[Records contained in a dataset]

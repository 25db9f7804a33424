use crate::datastructures::sorted_union;
use crate::graph::base_graph::{BaseGraph, Hyperedge, HyperedgeGraph};

/// Hypergraph with dense vertex ids `0..order` and hyperedges with stable ids.
///
/// The primal adjacency (two vertices sharing a hyperedge) is maintained as sorted neighbor
/// lists. Single-element hyperedges and self-loops are kept as hyperedges but never show up
/// in a neighborhood.
#[derive(Debug, Clone, Default)]
pub struct Hypergraph {
    neighbors: Vec<Vec<usize>>,
    hyperedges: Vec<Hyperedge>,
}

impl Hypergraph {
    pub fn new(order: usize) -> Self {
        Self {
            neighbors: vec![Vec::new(); order],
            hyperedges: Vec::new(),
        }
    }

    /// Adds a vertex and returns its id.
    pub fn add_vertex(&mut self) -> usize {
        self.neighbors.push(Vec::new());
        self.neighbors.len() - 1
    }

    pub fn add_vertices(&mut self, count: usize) -> Vec<usize> {
        (0..count).map(|_| self.add_vertex()).collect()
    }

    /// Adds the edge `{u, v}` and returns its id.
    pub fn add_edge(&mut self, u: usize, v: usize) -> usize {
        self.add_hyperedge(vec![u, v])
    }

    /// Adds a hyperedge over `elements` and returns its id.
    pub fn add_hyperedge(&mut self, elements: Vec<usize>) -> usize {
        let id = self.hyperedges.len();
        let edge = Hyperedge::new(id, elements);
        assert!(!edge.is_empty());
        for v in edge.elements() {
            assert!(self.is_vertex(*v), "unknown vertex {}", v);
        }
        for v in edge.elements().iter().copied() {
            let others: Vec<usize> = edge
                .elements()
                .iter()
                .copied()
                .filter(|u| *u != v)
                .collect();
            if !others.is_empty() {
                self.neighbors[v] = sorted_union(&self.neighbors[v], &others);
            }
        }
        self.hyperedges.push(edge);
        id
    }
}

impl BaseGraph for Hypergraph {
    fn order(&self) -> usize {
        self.neighbors.len()
    }

    fn is_vertex(&self, u: usize) -> bool {
        u < self.neighbors.len()
    }

    fn degree(&self, u: usize) -> usize {
        self.neighbors[u].len()
    }

    fn has_edge(&self, u: usize, v: usize) -> bool {
        self.neighbors[u].binary_search(&v).is_ok()
    }

    fn vertices(&self) -> Box<dyn Iterator<Item = usize> + '_> {
        Box::new(0..self.neighbors.len())
    }

    fn neighborhood(&self, u: usize) -> Box<dyn Iterator<Item = usize> + '_> {
        Box::new(self.neighbors[u].iter().copied())
    }
}

impl HyperedgeGraph for Hypergraph {
    fn hyperedge_count(&self) -> usize {
        self.hyperedges.len()
    }

    fn hyperedge(&self, id: usize) -> Option<&Hyperedge> {
        self.hyperedges.get(id)
    }

    fn hyperedges(&self) -> Box<dyn Iterator<Item = &Hyperedge> + '_> {
        Box::new(self.hyperedges.iter())
    }
}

> [Task item]: Working from the records above, write out verbatim only the lines from the line containing "Adds the edge" through the line containing "let edge = Hyperedge::new(id, elements);".

> [Response to this task]:
    /// Adds the edge `{u, v}` and returns its id.
    pub fn add_edge(&mut self, u: usize, v: usize) -> usize {
        self.add_hyperedge(vec![u, v])
    }

    /// Adds a hyperedge over `elements` and returns its id.
    pub fn add_hyperedge(&mut self, elements: Vec<usize>) -> usize {
        let id = self.hyperedges.len();
        let edge = Hyperedge::new(id, elements);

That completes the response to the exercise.